Модьуну же он сказал:
— Увидимся в следующий вторник, приятель.
Он ушел, за ним последовал Наррл, небрежно махнувший рукой на прощание. Руузб и Иччдохз пребывали в нерешительности. Человек-медведь пробурчал неуверенно:
— Нельзя же просто так бросить друга в беде.
Модьун вновь подтвердил свое решение не втягивать этих людей в свои дела.
— Только до следующего вторника, — сказал он. — Вот тогда и увидимся.

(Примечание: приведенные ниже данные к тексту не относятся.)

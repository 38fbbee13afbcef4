use serde::Serialize;

use crate::error::TreeResult;
use crate::node::canonical_json;
use crate::ops::traverse::{TraverseOptions, Visit};
use crate::tree::KvTree;

/// Shape and size of a subtree.
#[derive(Clone, Debug, Default, PartialEq, Eq, Serialize)]
pub struct TreeStats {
    pub node_count: usize,
    /// Nodes with an empty child list.
    pub leaf_count: usize,
    pub internal_node_count: usize,
    /// Deepest level reached, relative to the start node (depth 0).
    pub max_depth: usize,
    /// Sum of the serialized value lengths in bytes. Approximate: record
    /// keys and child lists are not counted.
    pub total_size: usize,
}

impl KvTree {
    pub async fn get_stats(&self, start: &[String]) -> TreeResult<TreeStats> {
        let mut stats = TreeStats::default();
        self.traverse(start, &TraverseOptions::default(), |node, depth| {
            stats.node_count += 1;
            if node.is_leaf() {
                stats.leaf_count += 1;
            }
            stats.max_depth = stats.max_depth.max(depth);
            stats.total_size += canonical_json(&node.value).len();
            Visit::Continue
        })
        .await?;
        stats.internal_node_count = stats.node_count - stats.leaf_count;
        Ok(stats)
    }
}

Похоже, эти слова ободрили человека-медведя и человека-гиппопотама — они нуждались в этом. Они облегченно вздохнули и почти с благодарностью пожали ему руку. Потом торопливо удалились вслед за своими приятелями.
Когда Модьун подошел к шахте лифта, их там уже не было. Вообще вокруг никого уже не было. Когда подъехал следующий лифт, Модьун увидел, что и он пуст. Что тоже было удивительно. Тем не менее он уже собирался войти в кабину, когда факт полного отсутствия людей там, где еще пять минут их было очень много, привлек его внимание, заставив подумать об осторожности.
«Ла-а-а-дно, я пойду пешком, — решил он. — Нельзя забывать, что Нунули — коварные существа!»
Было бы обидно, если бы лифт застрял по пути вниз, вместе с ним. Чтобы спастись, ему бы пришлось, наверное, нарушить еще несколько законов… Когда Модьун спускался по первому пролету, ему вдруг в голову пришло, что он слишком драматизирует простую ситуацию.
«Полагаю, — вздохнул он, начиная спускаться по второму пролету из тридцати трех, — что именно так люди должны были все обдумывать в прежние дни, когда существовала конкуренция, интриги и все такое».
Спускаясь по третьему пролету, Модьун поймал себя, что испытывает отвращение к этой жизни за барьером. Наверное, ему следует поступить так, как советуют Нунули: вернуться туда и забыть все это безумие.
Однако, спускаясь по четвертому пролету, он с грустью осознал: «Я же обещал Доде. И кроме того, через несколько недель сюда придет Судлил».
Так что ничего другого не оставалось, кроме как спускаться вниз по еще тридцати этажам.
Что он и сделал.
Но к тому времени, когда он достиг вестибюля, он уже принял одно решение.
Он все сознавал.
Тишина и покой охватывали все… но то тут то там возникало беспокойство.